The word "tokio" may appear in some of the lines below. State how many lines contain it, and write only that number.

[Saved data entries]
· · · ·

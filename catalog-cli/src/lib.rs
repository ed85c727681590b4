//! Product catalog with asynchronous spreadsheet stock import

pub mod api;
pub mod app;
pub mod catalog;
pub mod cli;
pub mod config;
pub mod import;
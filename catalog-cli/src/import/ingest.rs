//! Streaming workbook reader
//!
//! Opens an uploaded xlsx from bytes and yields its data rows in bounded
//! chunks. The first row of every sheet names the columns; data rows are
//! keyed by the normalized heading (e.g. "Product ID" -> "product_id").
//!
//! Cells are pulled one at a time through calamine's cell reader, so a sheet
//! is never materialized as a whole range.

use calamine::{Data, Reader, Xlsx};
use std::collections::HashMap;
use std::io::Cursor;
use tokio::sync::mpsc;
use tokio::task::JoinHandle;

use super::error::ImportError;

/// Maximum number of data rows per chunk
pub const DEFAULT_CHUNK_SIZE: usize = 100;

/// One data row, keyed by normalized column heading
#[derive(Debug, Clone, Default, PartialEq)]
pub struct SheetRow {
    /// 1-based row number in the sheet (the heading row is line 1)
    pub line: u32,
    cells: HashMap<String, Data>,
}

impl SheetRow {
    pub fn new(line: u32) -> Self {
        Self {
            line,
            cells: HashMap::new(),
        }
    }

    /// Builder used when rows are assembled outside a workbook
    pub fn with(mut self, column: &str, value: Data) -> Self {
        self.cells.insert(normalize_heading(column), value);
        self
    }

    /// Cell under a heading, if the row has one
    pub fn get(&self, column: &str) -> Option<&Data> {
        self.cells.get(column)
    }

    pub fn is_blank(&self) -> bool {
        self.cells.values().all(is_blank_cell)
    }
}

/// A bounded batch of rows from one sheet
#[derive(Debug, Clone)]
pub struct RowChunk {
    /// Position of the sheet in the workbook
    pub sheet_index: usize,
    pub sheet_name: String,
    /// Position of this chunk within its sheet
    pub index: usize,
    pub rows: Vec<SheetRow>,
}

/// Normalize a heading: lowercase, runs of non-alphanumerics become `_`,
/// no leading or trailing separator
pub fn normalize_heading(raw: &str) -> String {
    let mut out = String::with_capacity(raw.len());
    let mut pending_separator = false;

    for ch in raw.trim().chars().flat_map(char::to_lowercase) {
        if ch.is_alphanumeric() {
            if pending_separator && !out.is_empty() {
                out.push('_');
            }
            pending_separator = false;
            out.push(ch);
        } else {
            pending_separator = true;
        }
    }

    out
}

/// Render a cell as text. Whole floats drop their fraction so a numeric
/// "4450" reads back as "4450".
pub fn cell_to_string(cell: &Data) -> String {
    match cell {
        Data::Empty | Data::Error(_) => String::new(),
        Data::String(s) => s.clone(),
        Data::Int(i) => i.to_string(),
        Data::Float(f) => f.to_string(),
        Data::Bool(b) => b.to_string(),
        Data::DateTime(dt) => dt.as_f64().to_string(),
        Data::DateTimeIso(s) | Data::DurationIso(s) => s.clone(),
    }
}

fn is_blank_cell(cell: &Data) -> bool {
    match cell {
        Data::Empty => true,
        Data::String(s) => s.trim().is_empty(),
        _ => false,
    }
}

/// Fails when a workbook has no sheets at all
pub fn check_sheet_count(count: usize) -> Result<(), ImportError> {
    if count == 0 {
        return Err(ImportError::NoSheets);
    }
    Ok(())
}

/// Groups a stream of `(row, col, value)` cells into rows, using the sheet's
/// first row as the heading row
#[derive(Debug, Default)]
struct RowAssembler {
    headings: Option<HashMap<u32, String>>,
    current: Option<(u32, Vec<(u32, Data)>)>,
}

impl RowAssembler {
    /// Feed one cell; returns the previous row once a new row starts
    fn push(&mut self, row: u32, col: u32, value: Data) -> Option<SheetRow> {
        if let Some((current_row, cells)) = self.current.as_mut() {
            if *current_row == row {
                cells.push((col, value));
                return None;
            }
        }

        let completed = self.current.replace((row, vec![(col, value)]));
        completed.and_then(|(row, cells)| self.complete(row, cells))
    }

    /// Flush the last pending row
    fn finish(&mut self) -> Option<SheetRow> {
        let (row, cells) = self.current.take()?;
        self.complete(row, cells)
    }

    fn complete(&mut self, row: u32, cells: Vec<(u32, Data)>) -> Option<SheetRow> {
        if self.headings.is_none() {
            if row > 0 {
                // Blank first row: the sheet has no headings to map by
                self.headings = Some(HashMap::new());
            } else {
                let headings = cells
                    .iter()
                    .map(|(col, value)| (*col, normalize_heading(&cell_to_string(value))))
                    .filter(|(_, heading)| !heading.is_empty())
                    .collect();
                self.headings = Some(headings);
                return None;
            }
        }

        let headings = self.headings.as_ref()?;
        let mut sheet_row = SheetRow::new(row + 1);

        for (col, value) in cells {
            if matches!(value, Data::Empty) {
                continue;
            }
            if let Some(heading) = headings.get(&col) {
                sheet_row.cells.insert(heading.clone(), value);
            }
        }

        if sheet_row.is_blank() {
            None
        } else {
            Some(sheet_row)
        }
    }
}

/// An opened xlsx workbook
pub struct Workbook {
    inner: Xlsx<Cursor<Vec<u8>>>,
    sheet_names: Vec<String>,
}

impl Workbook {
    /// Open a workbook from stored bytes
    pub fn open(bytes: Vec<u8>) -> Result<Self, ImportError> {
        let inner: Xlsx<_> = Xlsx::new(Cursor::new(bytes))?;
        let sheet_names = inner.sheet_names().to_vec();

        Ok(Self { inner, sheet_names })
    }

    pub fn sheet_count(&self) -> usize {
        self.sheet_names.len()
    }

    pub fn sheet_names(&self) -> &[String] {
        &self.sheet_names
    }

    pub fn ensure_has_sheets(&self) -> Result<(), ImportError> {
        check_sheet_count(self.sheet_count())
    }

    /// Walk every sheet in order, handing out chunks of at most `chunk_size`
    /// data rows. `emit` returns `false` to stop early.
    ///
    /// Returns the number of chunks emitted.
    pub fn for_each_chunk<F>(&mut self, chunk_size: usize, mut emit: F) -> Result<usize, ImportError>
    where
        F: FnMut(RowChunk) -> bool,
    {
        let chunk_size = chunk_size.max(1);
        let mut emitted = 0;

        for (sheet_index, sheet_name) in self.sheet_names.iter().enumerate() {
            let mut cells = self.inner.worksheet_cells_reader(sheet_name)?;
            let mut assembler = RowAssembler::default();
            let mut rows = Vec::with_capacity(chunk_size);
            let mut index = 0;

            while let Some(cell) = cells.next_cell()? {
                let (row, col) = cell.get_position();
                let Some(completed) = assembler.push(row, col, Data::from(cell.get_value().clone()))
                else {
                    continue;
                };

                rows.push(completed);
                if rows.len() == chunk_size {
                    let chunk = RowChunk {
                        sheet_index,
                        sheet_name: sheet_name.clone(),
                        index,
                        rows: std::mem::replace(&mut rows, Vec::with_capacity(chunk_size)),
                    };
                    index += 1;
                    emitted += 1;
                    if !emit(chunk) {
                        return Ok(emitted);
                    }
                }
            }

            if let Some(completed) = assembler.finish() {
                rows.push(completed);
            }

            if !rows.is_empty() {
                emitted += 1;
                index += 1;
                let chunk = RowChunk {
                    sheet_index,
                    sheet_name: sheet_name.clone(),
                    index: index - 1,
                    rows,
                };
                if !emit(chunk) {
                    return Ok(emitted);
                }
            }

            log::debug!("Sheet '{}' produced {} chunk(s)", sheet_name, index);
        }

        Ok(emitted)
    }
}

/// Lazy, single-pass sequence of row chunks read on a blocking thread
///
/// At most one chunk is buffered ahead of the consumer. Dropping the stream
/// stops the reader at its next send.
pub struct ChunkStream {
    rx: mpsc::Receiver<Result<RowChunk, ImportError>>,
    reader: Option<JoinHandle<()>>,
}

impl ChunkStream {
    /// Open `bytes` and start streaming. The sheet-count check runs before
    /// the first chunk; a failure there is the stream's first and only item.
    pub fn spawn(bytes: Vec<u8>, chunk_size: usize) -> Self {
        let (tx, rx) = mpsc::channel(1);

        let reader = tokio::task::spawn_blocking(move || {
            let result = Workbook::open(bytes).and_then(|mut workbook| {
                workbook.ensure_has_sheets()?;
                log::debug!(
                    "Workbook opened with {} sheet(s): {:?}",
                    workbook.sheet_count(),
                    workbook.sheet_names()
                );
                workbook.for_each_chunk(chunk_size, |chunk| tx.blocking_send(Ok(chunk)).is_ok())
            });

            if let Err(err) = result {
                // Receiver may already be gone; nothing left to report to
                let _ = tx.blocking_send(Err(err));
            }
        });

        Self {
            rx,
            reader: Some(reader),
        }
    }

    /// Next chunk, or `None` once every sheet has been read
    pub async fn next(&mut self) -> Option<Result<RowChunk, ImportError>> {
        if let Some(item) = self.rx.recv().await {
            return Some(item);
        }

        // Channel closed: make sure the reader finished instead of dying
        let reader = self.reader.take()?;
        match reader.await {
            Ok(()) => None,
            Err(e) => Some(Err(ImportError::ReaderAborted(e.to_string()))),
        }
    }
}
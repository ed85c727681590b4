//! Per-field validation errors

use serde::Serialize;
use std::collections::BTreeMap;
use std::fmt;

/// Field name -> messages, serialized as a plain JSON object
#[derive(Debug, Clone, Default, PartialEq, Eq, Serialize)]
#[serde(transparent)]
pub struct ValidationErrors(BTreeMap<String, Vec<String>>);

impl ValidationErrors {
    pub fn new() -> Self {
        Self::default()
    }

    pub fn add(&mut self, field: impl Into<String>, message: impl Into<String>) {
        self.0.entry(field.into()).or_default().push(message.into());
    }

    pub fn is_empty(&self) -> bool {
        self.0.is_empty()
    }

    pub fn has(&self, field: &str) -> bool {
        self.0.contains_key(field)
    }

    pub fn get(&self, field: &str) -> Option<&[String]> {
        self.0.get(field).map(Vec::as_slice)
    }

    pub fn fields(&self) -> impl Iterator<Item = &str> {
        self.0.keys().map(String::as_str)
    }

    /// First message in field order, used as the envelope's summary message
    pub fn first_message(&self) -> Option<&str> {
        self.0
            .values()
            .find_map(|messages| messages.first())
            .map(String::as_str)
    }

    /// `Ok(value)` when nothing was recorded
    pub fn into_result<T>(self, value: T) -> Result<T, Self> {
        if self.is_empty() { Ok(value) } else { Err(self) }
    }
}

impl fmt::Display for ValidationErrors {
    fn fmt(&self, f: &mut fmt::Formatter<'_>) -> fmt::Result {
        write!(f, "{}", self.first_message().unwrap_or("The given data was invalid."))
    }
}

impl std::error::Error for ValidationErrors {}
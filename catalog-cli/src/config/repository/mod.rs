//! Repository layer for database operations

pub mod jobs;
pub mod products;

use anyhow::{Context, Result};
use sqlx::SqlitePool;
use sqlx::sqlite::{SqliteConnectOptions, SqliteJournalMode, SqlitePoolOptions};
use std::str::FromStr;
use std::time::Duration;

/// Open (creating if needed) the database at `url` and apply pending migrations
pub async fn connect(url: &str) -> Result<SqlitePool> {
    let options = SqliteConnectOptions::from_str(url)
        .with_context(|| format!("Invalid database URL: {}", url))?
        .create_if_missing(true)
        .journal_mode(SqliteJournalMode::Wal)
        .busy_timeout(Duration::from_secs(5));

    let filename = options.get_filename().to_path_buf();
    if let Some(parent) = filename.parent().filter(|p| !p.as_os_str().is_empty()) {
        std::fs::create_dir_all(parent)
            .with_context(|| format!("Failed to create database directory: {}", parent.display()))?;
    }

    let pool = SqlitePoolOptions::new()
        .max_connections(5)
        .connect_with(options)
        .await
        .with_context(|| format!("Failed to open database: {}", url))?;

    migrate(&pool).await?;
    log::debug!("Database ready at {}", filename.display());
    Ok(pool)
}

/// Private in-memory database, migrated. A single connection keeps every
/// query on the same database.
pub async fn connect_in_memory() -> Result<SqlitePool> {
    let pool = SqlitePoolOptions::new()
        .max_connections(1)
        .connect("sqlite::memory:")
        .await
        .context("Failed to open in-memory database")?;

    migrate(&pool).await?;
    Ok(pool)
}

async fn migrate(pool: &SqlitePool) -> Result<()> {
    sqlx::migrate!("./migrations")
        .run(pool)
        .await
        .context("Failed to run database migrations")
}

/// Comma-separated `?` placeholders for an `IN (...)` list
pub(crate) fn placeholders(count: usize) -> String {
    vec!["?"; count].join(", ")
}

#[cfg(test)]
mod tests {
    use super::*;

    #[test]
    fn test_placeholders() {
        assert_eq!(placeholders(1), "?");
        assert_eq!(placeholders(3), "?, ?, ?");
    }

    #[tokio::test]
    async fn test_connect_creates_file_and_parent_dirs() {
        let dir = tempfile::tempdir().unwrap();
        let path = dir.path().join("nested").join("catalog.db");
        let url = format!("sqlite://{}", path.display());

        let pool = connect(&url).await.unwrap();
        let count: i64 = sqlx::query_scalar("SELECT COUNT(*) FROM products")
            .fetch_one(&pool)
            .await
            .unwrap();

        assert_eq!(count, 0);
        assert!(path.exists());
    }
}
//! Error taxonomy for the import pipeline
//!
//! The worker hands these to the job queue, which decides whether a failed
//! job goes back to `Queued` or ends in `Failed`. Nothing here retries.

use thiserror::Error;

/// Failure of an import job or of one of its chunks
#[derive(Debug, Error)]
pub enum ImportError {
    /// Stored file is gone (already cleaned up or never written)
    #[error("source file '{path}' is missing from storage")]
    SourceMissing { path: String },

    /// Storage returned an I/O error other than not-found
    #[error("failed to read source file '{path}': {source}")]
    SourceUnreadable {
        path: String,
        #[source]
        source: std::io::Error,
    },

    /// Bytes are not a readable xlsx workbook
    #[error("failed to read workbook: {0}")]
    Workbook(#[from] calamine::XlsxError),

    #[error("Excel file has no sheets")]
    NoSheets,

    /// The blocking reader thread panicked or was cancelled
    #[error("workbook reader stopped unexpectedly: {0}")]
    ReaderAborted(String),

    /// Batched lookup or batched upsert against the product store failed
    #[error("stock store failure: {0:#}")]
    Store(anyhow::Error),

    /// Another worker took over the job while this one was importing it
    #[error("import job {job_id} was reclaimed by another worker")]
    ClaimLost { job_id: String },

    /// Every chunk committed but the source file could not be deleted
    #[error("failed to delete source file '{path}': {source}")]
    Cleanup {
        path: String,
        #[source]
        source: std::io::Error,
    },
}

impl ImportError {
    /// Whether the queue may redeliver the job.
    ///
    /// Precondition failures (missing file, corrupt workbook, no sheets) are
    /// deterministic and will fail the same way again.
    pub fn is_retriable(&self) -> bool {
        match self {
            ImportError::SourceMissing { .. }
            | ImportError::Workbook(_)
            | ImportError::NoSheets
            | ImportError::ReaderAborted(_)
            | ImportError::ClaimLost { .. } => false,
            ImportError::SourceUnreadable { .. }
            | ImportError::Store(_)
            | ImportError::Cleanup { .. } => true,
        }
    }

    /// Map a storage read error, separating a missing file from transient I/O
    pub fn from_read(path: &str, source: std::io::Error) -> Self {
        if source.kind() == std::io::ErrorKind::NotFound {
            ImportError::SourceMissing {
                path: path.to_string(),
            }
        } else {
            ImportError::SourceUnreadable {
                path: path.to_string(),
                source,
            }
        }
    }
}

· · · ·

→ Solution to this task: 4